# [What you need to do]
Every line that contains "context" must be located and copied from the data.

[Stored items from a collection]
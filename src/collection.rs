// SPDX-License-Identifier: GPL-3.0-only
// Copyright (C) 2025 Brian Hetro <whee@smaertness.net>

//! Loading a Bruno collection from disk.
//!
//! A collection is a directory tree. Each `.bru` file is a request, each
//! sub-directory is a folder, and a few well-known files carry metadata:
//!
//! - `bruno.json` at the root: collection name and ignore list
//! - `collection.bru` at the root: collection-level docs
//! - `folder.bru` in any folder: folder display name, ordering, docs
//!
//! The root-level `environments/` directory holds variable sets, not
//! requests, and is skipped along with `.git`, `node_modules`, and anything
//! named in the `bruno.json` ignore list.

use crate::parser::{self, Request};
use serde::Deserialize;
use snafu::{ensure, prelude::*};
use std::ffi::OsStr;
use std::fs;
use std::path::{Path, PathBuf};
use walkdir::{DirEntry, WalkDir};

const ALWAYS_IGNORED: &[&str] = &[".git", "node_modules"];

/// Error type for collection loading failures.
#[derive(Debug, Snafu)]
pub enum Error {
    /// The collection root does not exist.
    #[snafu(display("collection not found: {}", path.display()))]
    NotFound {
        /// The missing root path.
        path: PathBuf,
    },

    /// The collection root is not a directory.
    #[snafu(display("collection root is not a directory: {}", path.display()))]
    NotADirectory {
        /// The offending root path.
        path: PathBuf,
    },

    /// A file could not be read.
    #[snafu(display("failed to read {}: {source}", path.display()))]
    ReadFile {
        /// The file being read.
        path: PathBuf,
        /// The underlying I/O error.
        source: std::io::Error,
    },

    /// `bruno.json` is not valid JSON.
    #[snafu(display("failed to parse {}: {source}", path.display()))]
    Config {
        /// Path of the `bruno.json` file.
        path: PathBuf,
        /// The underlying JSON error.
        source: serde_json::Error,
    },

    /// A `.bru` file could not be parsed.
    #[snafu(display("failed to parse {}: {source}", path.display()))]
    Format {
        /// Path of the `.bru` file.
        path: PathBuf,
        /// The underlying parse error.
        source: parser::ParseError,
    },

    /// The directory walk failed.
    #[snafu(display("failed to walk collection: {source}"))]
    Walk {
        /// The underlying walk error, which names the path.
        source: walkdir::Error,
    },
}

/// The subset of `bruno.json` used for documentation.
#[derive(Debug, Default, Deserialize)]
struct CollectionConfig {
    #[serde(default)]
    name: Option<String>,
    #[serde(default)]
    ignore: Vec<String>,
}

/// A loaded collection.
#[derive(Debug, Clone, PartialEq, Eq)]
pub struct Collection {
    /// Collection name from `bruno.json`, or the root directory name.
    pub name: String,
    /// The root folder. Its `docs` come from `collection.bru`.
    pub root: Folder,
}

impl Collection {
    /// Iterates over every node below the root in pre-order.
    #[must_use]
    pub fn nodes(&self) -> Nodes<'_> {
        self.root.nodes()
    }
}

/// A node of the collection tree.
#[derive(Debug, Clone, PartialEq, Eq)]
pub enum CollectionNode {
    /// A directory of requests.
    Folder(Folder),
    /// A single request definition.
    Request(RequestFile),
}

impl CollectionNode {
    /// The node's path relative to the collection root.
    #[must_use]
    pub fn path(&self) -> &Path {
        match self {
            Self::Folder(folder) => &folder.path,
            Self::Request(file) => &file.path,
        }
    }

    /// Requests sort before folders; each group by `seq`, then file name.
    fn sort_key(&self) -> (u8, u32, &OsStr) {
        let (group, seq) = match self {
            Self::Request(file) => (0, file.request.seq),
            Self::Folder(folder) => (1, folder.seq),
        };
        (
            group,
            seq.unwrap_or(u32::MAX),
            self.path().file_name().unwrap_or_default(),
        )
    }
}

/// A folder of the collection.
#[derive(Debug, Clone, PartialEq, Eq)]
pub struct Folder {
    /// Display name from `folder.bru`, or the directory name.
    pub name: String,
    /// Path relative to the collection root (empty for the root).
    pub path: PathBuf,
    /// Ordering key from `folder.bru`.
    pub seq: Option<u32>,
    /// Docs from `folder.bru` (or `collection.bru` for the root).
    pub docs: Option<String>,
    /// Requests first, then sub-folders, each ordered by `seq` and file name.
    pub children: Vec<CollectionNode>,
}

impl Folder {
    fn new(name: String, path: PathBuf) -> Self {
        Self {
            name,
            path,
            seq: None,
            docs: None,
            children: Vec::new(),
        }
    }

    /// Nesting depth below the collection root (the root itself is 0).
    #[must_use]
    pub fn depth(&self) -> usize {
        self.path.components().count()
    }

    /// The requests directly inside this folder.
    pub fn requests(&self) -> impl Iterator<Item = &RequestFile> {
        self.children.iter().filter_map(|child| match child {
            CollectionNode::Request(file) => Some(file),
            CollectionNode::Folder(_) => None,
        })
    }

    /// The sub-folders directly inside this folder.
    pub fn folders(&self) -> impl Iterator<Item = &Folder> {
        self.children.iter().filter_map(|child| match child {
            CollectionNode::Folder(folder) => Some(folder),
            CollectionNode::Request(_) => None,
        })
    }

    /// Iterates over every node below this folder in pre-order.
    #[must_use]
    pub fn nodes(&self) -> Nodes<'_> {
        Nodes {
            stack: vec![self.children.iter()],
        }
    }

    /// Drops request-less sub-folders and orders children, bottom-up.
    fn finish(&mut self) {
        for child in &mut self.children {
            if let CollectionNode::Folder(folder) = child {
                folder.finish();
            }
        }
        self.children
            .retain(|child| !matches!(child, CollectionNode::Folder(f) if f.children.is_empty()));
        self.children.sort_by(|a, b| a.sort_key().cmp(&b.sort_key()));
    }
}

/// A request definition file.
#[derive(Debug, Clone, PartialEq, Eq)]
pub struct RequestFile {
    /// Path of the `.bru` file relative to the collection root.
    pub path: PathBuf,
    /// The parsed request.
    pub request: Request,
}

/// Pre-order iterator over a folder's descendants.
///
/// Created by [`Folder::nodes`] and [`Collection::nodes`].
#[derive(Debug)]
pub struct Nodes<'a> {
    stack: Vec<std::slice::Iter<'a, CollectionNode>>,
}

impl<'a> Iterator for Nodes<'a> {
    type Item = &'a CollectionNode;

    fn next(&mut self) -> Option<Self::Item> {
        loop {
            let level = self.stack.last_mut()?;
            match level.next() {
                Some(node) => {
                    if let CollectionNode::Folder(folder) = node {
                        self.stack.push(folder.children.iter());
                    }
                    return Some(node);
                }
                None => {
                    self.stack.pop();
                }
            }
        }
    }
}

/// Loads the collection rooted at `root`.
///
/// # Errors
///
/// Returns an error if `root` does not exist or is not a directory, if
/// `bruno.json` is malformed, if any file cannot be read, or if a request
/// file lacks an HTTP method or URL.
///
/// # Example
///
/// ```no_run
/// use bru2md::collection::load_collection;
///
/// let collection = load_collection("my-api".as_ref()).unwrap();
/// for node in collection.nodes() {
///     println!("{}", node.path().display());
/// }
/// ```
pub fn load_collection(root: &Path) -> Result<Collection, Error> {
    ensure!(root.exists(), NotFoundSnafu { path: root });
    ensure!(root.is_dir(), NotADirectorySnafu { path: root });

    let config = read_config(root)?;
    let name = config
        .name
        .filter(|name| !name.trim().is_empty())
        .unwrap_or_else(|| root_dir_name(root));
    let mut ignore = config.ignore;
    ignore.extend(ALWAYS_IGNORED.iter().map(|&name| name.to_owned()));

    let mut root_folder = Folder::new(name.clone(), PathBuf::new());
    // Open folders below the root; `stack[i]` sits at depth `i + 1`
    let mut stack: Vec<Folder> = Vec::new();

    let walker = WalkDir::new(root)
        .min_depth(1)
        .sort_by_file_name()
        .into_iter()
        .filter_entry(|entry| !is_ignored(entry, &ignore));

    for entry in walker {
        let entry = entry.context(WalkSnafu)?;
        let depth = entry.depth();
        while stack.len() >= depth {
            close_folder(&mut stack, &mut root_folder);
        }

        let current = stack.last_mut().unwrap_or(&mut root_folder);
        let path = current.path.join(entry.file_name());

        if entry.file_type().is_dir() {
            let name = entry.file_name().to_string_lossy().into_owned();
            stack.push(Folder::new(name, path));
            continue;
        }

        if path.extension().is_none_or(|ext| ext != "bru") {
            continue;
        }

        let text = fs::read_to_string(entry.path()).context(ReadFileSnafu { path: entry.path() })?;
        let file_name = entry.file_name().to_string_lossy();

        if file_name == "folder.bru" || (depth == 1 && file_name == "collection.bru") {
            let meta = parser::parse_folder(&text).context(FormatSnafu { path: entry.path() })?;
            if let Some(name) = meta.name {
                // The root keeps the bruno.json name
                if depth > 1 {
                    current.name = name;
                }
            }
            current.seq = meta.seq.or(current.seq);
            current.docs = meta.docs.or(current.docs.take());
            continue;
        }

        let stem = path
            .file_stem()
            .map(|stem| stem.to_string_lossy().into_owned())
            .unwrap_or_default();
        let request =
            parser::parse_request(&text, &stem).context(FormatSnafu { path: entry.path() })?;
        current
            .children
            .push(CollectionNode::Request(RequestFile { path, request }));
    }

    while !stack.is_empty() {
        close_folder(&mut stack, &mut root_folder);
    }
    root_folder.finish();

    Ok(Collection {
        name,
        root: root_folder,
    })
}

/// Pops the innermost open folder and attaches it to its parent.
fn close_folder(stack: &mut Vec<Folder>, root: &mut Folder) {
    if let Some(folder) = stack.pop() {
        let parent = stack.last_mut().unwrap_or(root);
        parent.children.push(CollectionNode::Folder(folder));
    }
}

fn is_ignored(entry: &DirEntry, ignore: &[String]) -> bool {
    let name = entry.file_name().to_string_lossy();
    if entry.depth() == 1 && entry.file_type().is_dir() && name == "environments" {
        return true;
    }
    ignore.iter().any(|ignored| ignored.as_str() == name)
}

fn read_config(root: &Path) -> Result<CollectionConfig, Error> {
    let path = root.join("bruno.json");
    if !path.is_file() {
        return Ok(CollectionConfig::default());
    }
    let json = fs::read_to_string(&path).context(ReadFileSnafu { path: &path })?;
    serde_json::from_str(&json).context(ConfigSnafu { path })
}

fn root_dir_name(root: &Path) -> String {
    root.canonicalize()
        .ok()
        .as_deref()
        .and_then(Path::file_name)
        .map_or_else(
            || "Collection".to_owned(),
            |name| name.to_string_lossy().into_owned(),
        )
}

# [Reply]
        let entry = entry.context(WalkSnafu)?;
        let text = fs::read_to_string(entry.path()).context(ReadFileSnafu { path: entry.path() })?;
            let meta = parser::parse_folder(&text).context(FormatSnafu { path: entry.path() })?;
            parser::parse_request(&text, &stem).context(FormatSnafu { path: entry.path() })?;
    let json = fs::read_to_string(&path).context(ReadFileSnafu { path: &path })?;
    serde_json::from_str(&json).context(ConfigSnafu { path })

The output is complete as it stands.